An equation with no solution is one that is never true, regardless of which values we choose for the variables in the equation.

An equation with no real solution is one that is never true, regardless of which real numbers we choose for the variables in the equation. However, an equation with no real solution may still have complex solutions (as we will see later).

Often, an equation with no solution comes from trying to find the intersection points of two curves that never meet.

For example, consider these two functions:

**y = x**^{3}**y = x**^{3}+ 1

If we use algebra to find out where they intersect, we get:

**y = y****x**^{3}= x^{3}+ 1**0 = 1**

This is never true, regardless of which value we choose for x. So, the equation has no solution.

We can see this visually in the graph below.

We can find a polynomial equation of any degree with no solution, but there are other cases as well. Some of the most common one are:

**Linear Equations With No Solution****Absolute Value Equations With No Solution****Radical Equations With No Solution****Quadratic Equations With No Solution****Quadratic Equations With No Real Solution**

Let’s take a look at each of these situations in turn, along with some examples to illustrate the idea. We’ll start with linear equations with no solution.

## Linear Equations With No Solution

A linear equation can have no solution it if reduces to a statement that is not true. Generally, this will be a statement that a constant value is equal to a different constant value (for example, 2 = 5).

Often, a linear equation with no solution occurs if we try to find the intersection of two lines that never intersect (that is, the intersection of two parallel lines).

Let’s look at some examples.

### Example 1: Linear Equation With No Solution

Consider the linear equation

**5x + 2 = 5x + 6**

There are only linear and constant terms, so both sides of the equation are linear.

However, when we try to solve, we get:

**5x + 2 = 5x + 6****5x + 2 – 5x = 5x + 6 – 5x**[add -5x to both sides]**2 = 6**

Since 2 = 6 is always false, we know that this linear equation has no solution. No matter which value of x we choose, the original equation will never be true.

You can see from the graph below that the two lines y = 5x + 2 and y = 5x + 6 never intersect.

### Example 2: Linear Equation With No Solution

Consider the linear equation

**4x – 3x – 2 = 7x – 6x + 6**

There are only linear and constant terms, so both sides of the equation are linear.

However, when we try to solve, we get:

**4x – 3x – 2 = 7x – 6x + 6****x – 2 = x + 6**[combine like terms on both sides]**x – 2 – x = x + 6 – x****-2 = 6**[subtract x from both sides]

Since -2 = 6 is always false, we know that this equation has no solution. No matter which value of x we choose, the original equation will never be true.

You can see from the graph below that the two lines y = x – 2 and y = x + 6 never intersect.
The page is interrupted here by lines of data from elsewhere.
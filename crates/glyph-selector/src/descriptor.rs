//! Registry entries: a loaded font or a lazily realized generator.

use std::sync::Arc;

use crate::font::{FontGenerator, FontRef};
use crate::logging::targets;
use crate::properties::FontProperties;

/// Realization state of a registered generator.
#[derive(Debug, Clone)]
pub(crate) enum Realization {
    /// `generate` has not been called yet.
    Pending,
    /// `generate` succeeded; the font is reused from now on.
    Realized(FontRef),
    /// `generate` failed. Never retried.
    Failed,
}

/// One registered font source.
///
/// Descriptors live in the selector's append-only arena and are referenced
/// by index from every group they belong to, so realizing a generator once
/// is seen by all of those groups.
#[derive(Debug)]
pub(crate) enum FontDescriptor {
    Loaded(FontRef),
    Generator {
        generator: Arc<dyn FontGenerator>,
        state: Realization,
    },
}

impl FontDescriptor {
    pub(crate) fn generator(generator: Arc<dyn FontGenerator>) -> Self {
        Self::Generator {
            generator,
            state: Realization::Pending,
        }
    }

    /// Properties used for matching: the font's own, or the generator's
    /// advertised ones.
    pub(crate) fn properties(&self) -> &FontProperties {
        match self {
            Self::Loaded(font) => font.properties(),
            Self::Generator { generator, .. } => generator.properties(),
        }
    }

    /// The font, if it is available without running a generator.
    pub(crate) fn loaded(&self) -> Option<&FontRef> {
        match self {
            Self::Loaded(font) => Some(font),
            Self::Generator {
                state: Realization::Realized(font),
                ..
            } => Some(font),
            Self::Generator { .. } => None,
        }
    }

    /// The generator, if it still has to be run.
    pub(crate) fn pending_generator(&self) -> Option<&Arc<dyn FontGenerator>> {
        match self {
            Self::Generator {
                generator,
                state: Realization::Pending,
            } => Some(generator),
            _ => None,
        }
    }

    /// The font, running the generator first if needed.
    ///
    /// Returns `None` when the generator fails, now or on an earlier call.
    pub(crate) fn realize(&mut self) -> Option<FontRef> {
        let (generator, state) = match self {
            Self::Loaded(font) => return Some(font.clone()),
            Self::Generator { generator, state } => (generator, state),
        };

        match state {
            Realization::Realized(font) => Some(font.clone()),
            Realization::Failed => None,
            Realization::Pending => match generator.generate() {
                Ok(font) => {
                    tracing::debug!(
                        target: targets::REGISTRY,
                        properties = %generator.properties(),
                        font = %font.id(),
                        "realized font generator"
                    );
                    *state = Realization::Realized(font.clone());
                    Some(font)
                }
                Err(err) => {
                    tracing::warn!(
                        target: targets::REGISTRY,
                        properties = %generator.properties(),
                        error = %err,
                        "font generator failed; entry disabled"
                    );
                    *state = Realization::Failed;
                    None
                }
            },
        }
    }
}
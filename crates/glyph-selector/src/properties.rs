//! Font identity description.

use std::fmt;
use std::hash::{Hash, Hasher};

/// Font weight, typically ranging from 100 (thin) to 900 (black).
///
/// Common weight constants are provided for convenience.
#[derive(Debug, Clone, Copy, PartialEq, Eq, PartialOrd, Ord, Hash)]
pub struct FontWeight(pub u16);

impl FontWeight {
    /// Thin weight (100).
    pub const THIN: Self = Self(100);
    /// Extra-light weight (200).
    pub const EXTRA_LIGHT: Self = Self(200);
    /// Light weight (300).
    pub const LIGHT: Self = Self(300);
    /// Normal/regular weight (400).
    pub const NORMAL: Self = Self(400);
    /// Medium weight (500).
    pub const MEDIUM: Self = Self(500);
    /// Semi-bold weight (600).
    pub const SEMI_BOLD: Self = Self(600);
    /// Bold weight (700).
    pub const BOLD: Self = Self(700);
    /// Extra-bold weight (800).
    pub const EXTRA_BOLD: Self = Self(800);
    /// Black/heavy weight (900).
    pub const BLACK: Self = Self(900);

    /// Create a font weight from a numeric value (100-900).
    pub fn new(weight: u16) -> Self {
        Self(weight.clamp(100, 900))
    }

    /// Get the numeric weight value.
    pub const fn value(self) -> u16 {
        self.0
    }
}

impl Default for FontWeight {
    fn default() -> Self {
        Self::NORMAL
    }
}

impl From<u16> for FontWeight {
    fn from(value: u16) -> Self {
        Self::new(value)
    }
}

/// The identity of a font: family, slant, weight and foundry.
///
/// The source label records where the font came from (a path, a URL, a
/// database name). It is informational only: equality and hashing ignore
/// it, so two values that differ only in their source label compare equal.
///
/// # Example
///
/// ```
/// use glyph_selector::{FontProperties, FontWeight};
///
/// let props = FontProperties::new("DejaVu Sans")
///     .weight(FontWeight::BOLD)
///     .italic(true)
///     .source_label("/usr/share/fonts/DejaVuSans-BoldOblique.ttf");
///
/// assert_eq!(props.family(), "DejaVu Sans");
/// assert!(props.is_italic());
/// assert_eq!(props, FontProperties::new("DejaVu Sans").weight(FontWeight::BOLD).italic(true));
/// ```
#[derive(Debug, Clone, Default)]
pub struct FontProperties {
    family: String,
    italic: bool,
    weight: FontWeight,
    foundry: Option<String>,
    source_label: String,
}

impl FontProperties {
    /// Create properties for an upright, normal-weight font of `family`.
    pub fn new(family: impl Into<String>) -> Self {
        Self {
            family: family.into(),
            ..Default::default()
        }
    }

    /// Set whether the font is italic.
    #[must_use]
    pub fn italic(mut self, italic: bool) -> Self {
        self.italic = italic;
        self
    }

    /// Set the font weight, clamped to 100-900.
    #[must_use]
    pub fn weight(mut self, weight: FontWeight) -> Self {
        self.weight = FontWeight::new(weight.0);
        self
    }

    /// Set the foundry (vendor) name.
    #[must_use]
    pub fn foundry(mut self, foundry: impl Into<String>) -> Self {
        self.foundry = Some(foundry.into());
        self
    }

    /// Set the informational source label.
    #[must_use]
    pub fn source_label(mut self, label: impl Into<String>) -> Self {
        self.source_label = label.into();
        self
    }

    /// Get the family name.
    pub fn family(&self) -> &str {
        &self.family
    }

    /// Check if the font is italic.
    pub fn is_italic(&self) -> bool {
        self.italic
    }

    /// Get the font weight.
    pub fn font_weight(&self) -> FontWeight {
        self.weight
    }

    /// Get the foundry name, if known.
    pub fn foundry_name(&self) -> Option<&str> {
        self.foundry.as_deref()
    }

    /// Get the source label.
    pub fn label(&self) -> &str {
        &self.source_label
    }
}

impl PartialEq for FontProperties {
    fn eq(&self, other: &Self) -> bool {
        self.family == other.family
            && self.italic == other.italic
            && self.weight == other.weight
            && self.foundry == other.foundry
    }
}

impl Eq for FontProperties {}

impl Hash for FontProperties {
    fn hash<H: Hasher>(&self, state: &mut H) {
        self.family.hash(state);
        self.italic.hash(state);
        self.weight.hash(state);
        self.foundry.hash(state);
    }
}

impl fmt::Display for FontProperties {
    fn fmt(&self, f: &mut fmt::Formatter<'_>) -> fmt::Result {
        write!(f, "{} {}", self.family, self.weight.0)?;
        if self.italic {
            write!(f, " italic")?;
        }
        if let Some(foundry) = &self.foundry {
            write!(f, " ({foundry})")?;
        }
        Ok(())
    }
}
//! Error types for font loading.
//!
//! Lookups never fail: a missing font is `None`, a missing glyph is
//! [`Glyph::invalid`](crate::Glyph::invalid). Errors only come out of the
//! act of producing a font, which is why this module is small.

use thiserror::Error;

/// Errors that can occur while loading or generating a font.
#[derive(Error, Debug, Clone, PartialEq, Eq)]
pub enum FontLoadError {
    /// An I/O error occurred while reading font data.
    #[error("I/O error: {0}")]
    Io(String),

    /// The font data is not a valid or supported font format.
    #[error("invalid font format: {0}")]
    InvalidFormat(String),

    /// The face a generator refers to is no longer available.
    #[error("font face not found: {0}")]
    MissingFace(String),

    /// A user-supplied generator failed for its own reasons.
    #[error("font generator failed: {0}")]
    Generator(String),
}

/// Result type for font loading operations.
pub type FontLoadResult<T> = Result<T, FontLoadError>;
## Absolute Value Equations With No Solution

An absolute value equation can have no solution it if reduces to a statement that is not true. Generally, this will be a statement that an absolute value is equal to a negative number (for example, |x| = -4).

Remember that an absolute value cannot be negative, but the solutions can be. (If you need a refresher, check out my article here.)

Often, an absolute value equation with no solution occurs if we try to find the intersection of an absolute value function and a horizontal line below the x-axis.

Let’s look at some examples.

### Example 1: Absolute Value Equation With No Solution

Consider the absolute value equation

**|x – 2| = -5**

We can already tell that there is no solution, since the absolute value on the left side is always nonnegative (positive or zero), and the number on the right side is negative.

Since an absolute value is never negative, we know that this equation has no solution. No matter which value of x we choose, the original equation will never be true.

You can see from the graph below that the two functions y = |x – 2| and y = -5 never intersect.

### Example 2: Absolute Value Equation With No Solution

Consider the absolute value equation

**|x| = x – 1**

One way to tell that there is no solution is to rewrite the absolute value on the left as a piecewise function. Instead of |x|, we can write:

**-x, for x < 0****x, for x >= 0**

First, we search for negative solutions (x < 0):

**-x = x – 1****0 = 2x – 1****1 = 2x****½ = x**

However, this is not valid, since x = ½ is not negative.

Now, we search for nonnegative solutions (x >= 0):

**x = x – 1****0 = – 1**

This is false, so it has no solution. No matter which value of x we choose, the original equation will never be true.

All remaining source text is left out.